Exercise objective: Write out each line of the records that has "Returns" in it.

Records to process:
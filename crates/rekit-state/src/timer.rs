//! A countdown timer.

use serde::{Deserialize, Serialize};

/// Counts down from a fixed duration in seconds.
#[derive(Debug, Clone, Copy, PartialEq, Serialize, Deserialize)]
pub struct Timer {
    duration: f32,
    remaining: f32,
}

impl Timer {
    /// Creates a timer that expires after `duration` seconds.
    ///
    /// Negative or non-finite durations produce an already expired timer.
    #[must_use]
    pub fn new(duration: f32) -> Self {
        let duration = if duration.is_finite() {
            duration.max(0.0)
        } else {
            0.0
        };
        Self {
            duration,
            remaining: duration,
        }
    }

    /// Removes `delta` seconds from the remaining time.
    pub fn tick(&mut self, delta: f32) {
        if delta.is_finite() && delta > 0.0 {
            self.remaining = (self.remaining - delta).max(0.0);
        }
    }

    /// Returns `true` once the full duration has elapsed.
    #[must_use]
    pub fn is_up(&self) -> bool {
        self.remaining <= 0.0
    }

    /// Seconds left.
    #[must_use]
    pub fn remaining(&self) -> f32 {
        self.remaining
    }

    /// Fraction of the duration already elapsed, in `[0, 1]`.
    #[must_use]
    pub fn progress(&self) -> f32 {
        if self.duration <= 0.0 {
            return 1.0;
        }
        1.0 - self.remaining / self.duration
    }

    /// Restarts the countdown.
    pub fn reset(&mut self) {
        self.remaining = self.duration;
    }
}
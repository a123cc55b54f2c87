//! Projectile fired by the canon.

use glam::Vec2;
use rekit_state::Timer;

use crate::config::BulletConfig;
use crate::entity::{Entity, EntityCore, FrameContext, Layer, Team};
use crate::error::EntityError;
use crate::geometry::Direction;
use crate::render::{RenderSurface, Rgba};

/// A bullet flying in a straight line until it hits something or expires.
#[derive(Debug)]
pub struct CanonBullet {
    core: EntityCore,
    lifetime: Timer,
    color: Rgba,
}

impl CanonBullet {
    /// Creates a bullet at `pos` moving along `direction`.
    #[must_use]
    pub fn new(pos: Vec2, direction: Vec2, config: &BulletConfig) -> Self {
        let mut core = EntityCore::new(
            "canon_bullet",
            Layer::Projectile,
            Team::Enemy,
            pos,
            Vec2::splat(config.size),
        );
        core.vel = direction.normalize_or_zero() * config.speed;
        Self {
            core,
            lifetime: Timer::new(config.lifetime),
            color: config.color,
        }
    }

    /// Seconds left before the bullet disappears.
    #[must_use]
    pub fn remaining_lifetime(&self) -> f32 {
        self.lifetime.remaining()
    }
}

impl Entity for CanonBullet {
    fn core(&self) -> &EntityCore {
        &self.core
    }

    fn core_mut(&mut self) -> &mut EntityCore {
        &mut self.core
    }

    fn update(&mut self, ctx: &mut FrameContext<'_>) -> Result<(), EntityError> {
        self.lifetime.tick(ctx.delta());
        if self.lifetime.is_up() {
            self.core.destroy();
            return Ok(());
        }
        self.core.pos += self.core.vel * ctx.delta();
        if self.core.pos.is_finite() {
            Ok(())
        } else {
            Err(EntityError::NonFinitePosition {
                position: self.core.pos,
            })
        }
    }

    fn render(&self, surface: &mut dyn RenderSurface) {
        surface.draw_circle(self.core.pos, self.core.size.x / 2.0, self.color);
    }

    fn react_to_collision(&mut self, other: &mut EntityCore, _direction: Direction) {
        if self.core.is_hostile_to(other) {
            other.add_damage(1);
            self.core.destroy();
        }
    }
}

==

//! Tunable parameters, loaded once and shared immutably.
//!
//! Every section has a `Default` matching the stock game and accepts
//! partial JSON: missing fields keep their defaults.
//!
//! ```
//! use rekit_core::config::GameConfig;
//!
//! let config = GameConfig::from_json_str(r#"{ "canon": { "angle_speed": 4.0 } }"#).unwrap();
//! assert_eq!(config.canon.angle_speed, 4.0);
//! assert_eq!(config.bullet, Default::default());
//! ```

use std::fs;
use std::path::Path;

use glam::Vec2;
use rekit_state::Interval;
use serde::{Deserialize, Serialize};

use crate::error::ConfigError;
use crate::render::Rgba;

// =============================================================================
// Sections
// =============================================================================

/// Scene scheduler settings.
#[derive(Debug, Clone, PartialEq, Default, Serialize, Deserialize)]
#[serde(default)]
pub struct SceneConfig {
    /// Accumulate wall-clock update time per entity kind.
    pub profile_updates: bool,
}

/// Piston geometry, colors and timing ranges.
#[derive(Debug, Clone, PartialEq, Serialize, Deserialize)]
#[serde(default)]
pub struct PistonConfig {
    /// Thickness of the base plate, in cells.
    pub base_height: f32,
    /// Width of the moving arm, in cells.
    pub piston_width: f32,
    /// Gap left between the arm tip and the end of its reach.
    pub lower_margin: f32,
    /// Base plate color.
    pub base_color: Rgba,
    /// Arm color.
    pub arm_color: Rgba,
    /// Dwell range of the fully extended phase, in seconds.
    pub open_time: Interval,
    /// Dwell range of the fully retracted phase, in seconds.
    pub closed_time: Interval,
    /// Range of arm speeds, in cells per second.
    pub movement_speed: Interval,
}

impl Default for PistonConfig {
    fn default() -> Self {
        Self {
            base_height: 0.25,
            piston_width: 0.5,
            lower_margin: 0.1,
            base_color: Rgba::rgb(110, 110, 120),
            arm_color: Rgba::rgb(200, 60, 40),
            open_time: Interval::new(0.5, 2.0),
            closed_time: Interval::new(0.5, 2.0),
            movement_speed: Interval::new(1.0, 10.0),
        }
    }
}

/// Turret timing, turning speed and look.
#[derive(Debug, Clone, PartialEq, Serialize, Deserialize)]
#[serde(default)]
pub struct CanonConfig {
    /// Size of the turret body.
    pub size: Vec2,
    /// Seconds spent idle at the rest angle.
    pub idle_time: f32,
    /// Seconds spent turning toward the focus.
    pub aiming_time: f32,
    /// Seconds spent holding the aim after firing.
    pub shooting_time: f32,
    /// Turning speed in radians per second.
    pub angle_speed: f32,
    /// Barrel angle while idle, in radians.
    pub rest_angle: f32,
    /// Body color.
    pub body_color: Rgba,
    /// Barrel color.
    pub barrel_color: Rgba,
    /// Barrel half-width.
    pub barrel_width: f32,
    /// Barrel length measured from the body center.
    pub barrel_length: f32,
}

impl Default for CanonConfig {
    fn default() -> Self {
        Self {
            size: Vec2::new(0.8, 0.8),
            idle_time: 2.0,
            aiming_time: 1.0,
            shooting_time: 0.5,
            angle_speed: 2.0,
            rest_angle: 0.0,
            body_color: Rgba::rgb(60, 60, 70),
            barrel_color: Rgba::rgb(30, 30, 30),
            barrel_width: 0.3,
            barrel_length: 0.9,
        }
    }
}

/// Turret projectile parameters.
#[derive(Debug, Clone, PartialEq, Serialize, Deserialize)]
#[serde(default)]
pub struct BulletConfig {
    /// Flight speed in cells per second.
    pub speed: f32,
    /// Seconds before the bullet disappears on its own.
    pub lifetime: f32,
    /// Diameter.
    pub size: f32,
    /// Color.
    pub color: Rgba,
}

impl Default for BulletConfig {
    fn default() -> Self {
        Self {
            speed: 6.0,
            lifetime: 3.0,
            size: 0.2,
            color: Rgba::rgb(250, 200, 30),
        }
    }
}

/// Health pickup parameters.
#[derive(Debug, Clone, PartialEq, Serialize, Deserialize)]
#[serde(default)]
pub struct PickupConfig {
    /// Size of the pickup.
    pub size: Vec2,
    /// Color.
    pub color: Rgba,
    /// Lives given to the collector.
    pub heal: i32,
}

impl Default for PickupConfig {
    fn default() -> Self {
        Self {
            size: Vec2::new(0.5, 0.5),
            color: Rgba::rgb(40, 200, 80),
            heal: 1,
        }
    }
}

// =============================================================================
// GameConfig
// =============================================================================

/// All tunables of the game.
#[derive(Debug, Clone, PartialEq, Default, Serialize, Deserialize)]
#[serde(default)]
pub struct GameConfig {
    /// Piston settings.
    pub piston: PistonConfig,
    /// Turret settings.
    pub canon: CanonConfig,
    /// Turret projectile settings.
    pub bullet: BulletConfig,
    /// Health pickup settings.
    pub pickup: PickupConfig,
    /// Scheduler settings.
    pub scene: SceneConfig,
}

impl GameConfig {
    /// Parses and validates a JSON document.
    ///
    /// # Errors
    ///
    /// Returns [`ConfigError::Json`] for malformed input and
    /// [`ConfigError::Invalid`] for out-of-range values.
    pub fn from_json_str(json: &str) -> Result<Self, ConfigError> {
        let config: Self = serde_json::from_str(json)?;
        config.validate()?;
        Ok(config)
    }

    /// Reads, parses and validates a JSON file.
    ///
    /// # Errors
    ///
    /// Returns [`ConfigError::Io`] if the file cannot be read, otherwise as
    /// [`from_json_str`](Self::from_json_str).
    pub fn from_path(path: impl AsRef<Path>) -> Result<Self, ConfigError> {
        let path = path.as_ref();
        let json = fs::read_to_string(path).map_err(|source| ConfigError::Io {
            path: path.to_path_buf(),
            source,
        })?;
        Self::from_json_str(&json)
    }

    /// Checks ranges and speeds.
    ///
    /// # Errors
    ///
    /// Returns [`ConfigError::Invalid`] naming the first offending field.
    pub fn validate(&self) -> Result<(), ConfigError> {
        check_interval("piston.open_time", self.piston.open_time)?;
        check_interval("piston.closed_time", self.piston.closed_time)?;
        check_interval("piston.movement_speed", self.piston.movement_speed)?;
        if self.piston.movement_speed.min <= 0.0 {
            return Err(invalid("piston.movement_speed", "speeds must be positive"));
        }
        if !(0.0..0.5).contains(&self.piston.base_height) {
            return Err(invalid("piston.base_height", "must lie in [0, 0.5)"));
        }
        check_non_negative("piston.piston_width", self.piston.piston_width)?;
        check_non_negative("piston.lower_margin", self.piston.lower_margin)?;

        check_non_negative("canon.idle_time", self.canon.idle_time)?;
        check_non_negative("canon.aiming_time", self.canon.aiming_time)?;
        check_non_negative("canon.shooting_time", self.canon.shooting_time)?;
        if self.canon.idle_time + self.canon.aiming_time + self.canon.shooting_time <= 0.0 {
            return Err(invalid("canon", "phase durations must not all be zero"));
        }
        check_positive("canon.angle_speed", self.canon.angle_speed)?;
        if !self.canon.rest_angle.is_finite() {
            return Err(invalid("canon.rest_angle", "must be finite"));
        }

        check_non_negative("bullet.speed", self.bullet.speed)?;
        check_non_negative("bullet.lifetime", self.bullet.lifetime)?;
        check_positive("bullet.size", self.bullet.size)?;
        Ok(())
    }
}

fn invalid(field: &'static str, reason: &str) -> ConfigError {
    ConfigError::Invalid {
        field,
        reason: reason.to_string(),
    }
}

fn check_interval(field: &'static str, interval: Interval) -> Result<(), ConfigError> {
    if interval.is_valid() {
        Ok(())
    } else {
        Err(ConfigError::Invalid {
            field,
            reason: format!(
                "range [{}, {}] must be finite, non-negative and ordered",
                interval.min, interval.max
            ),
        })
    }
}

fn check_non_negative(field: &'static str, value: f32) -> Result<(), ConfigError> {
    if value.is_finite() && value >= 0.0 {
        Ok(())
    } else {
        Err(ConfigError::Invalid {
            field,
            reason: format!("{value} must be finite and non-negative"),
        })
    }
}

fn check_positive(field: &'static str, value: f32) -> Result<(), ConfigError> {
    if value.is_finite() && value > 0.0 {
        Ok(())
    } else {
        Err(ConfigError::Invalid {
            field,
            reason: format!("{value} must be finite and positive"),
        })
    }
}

Solution:
    /// Returns `true` once the full duration has elapsed.
    /// Returns [`ConfigError::Json`] for malformed input and
    /// Returns [`ConfigError::Io`] if the file cannot be read, otherwise as
    /// Returns [`ConfigError::Invalid`] naming the first offending field.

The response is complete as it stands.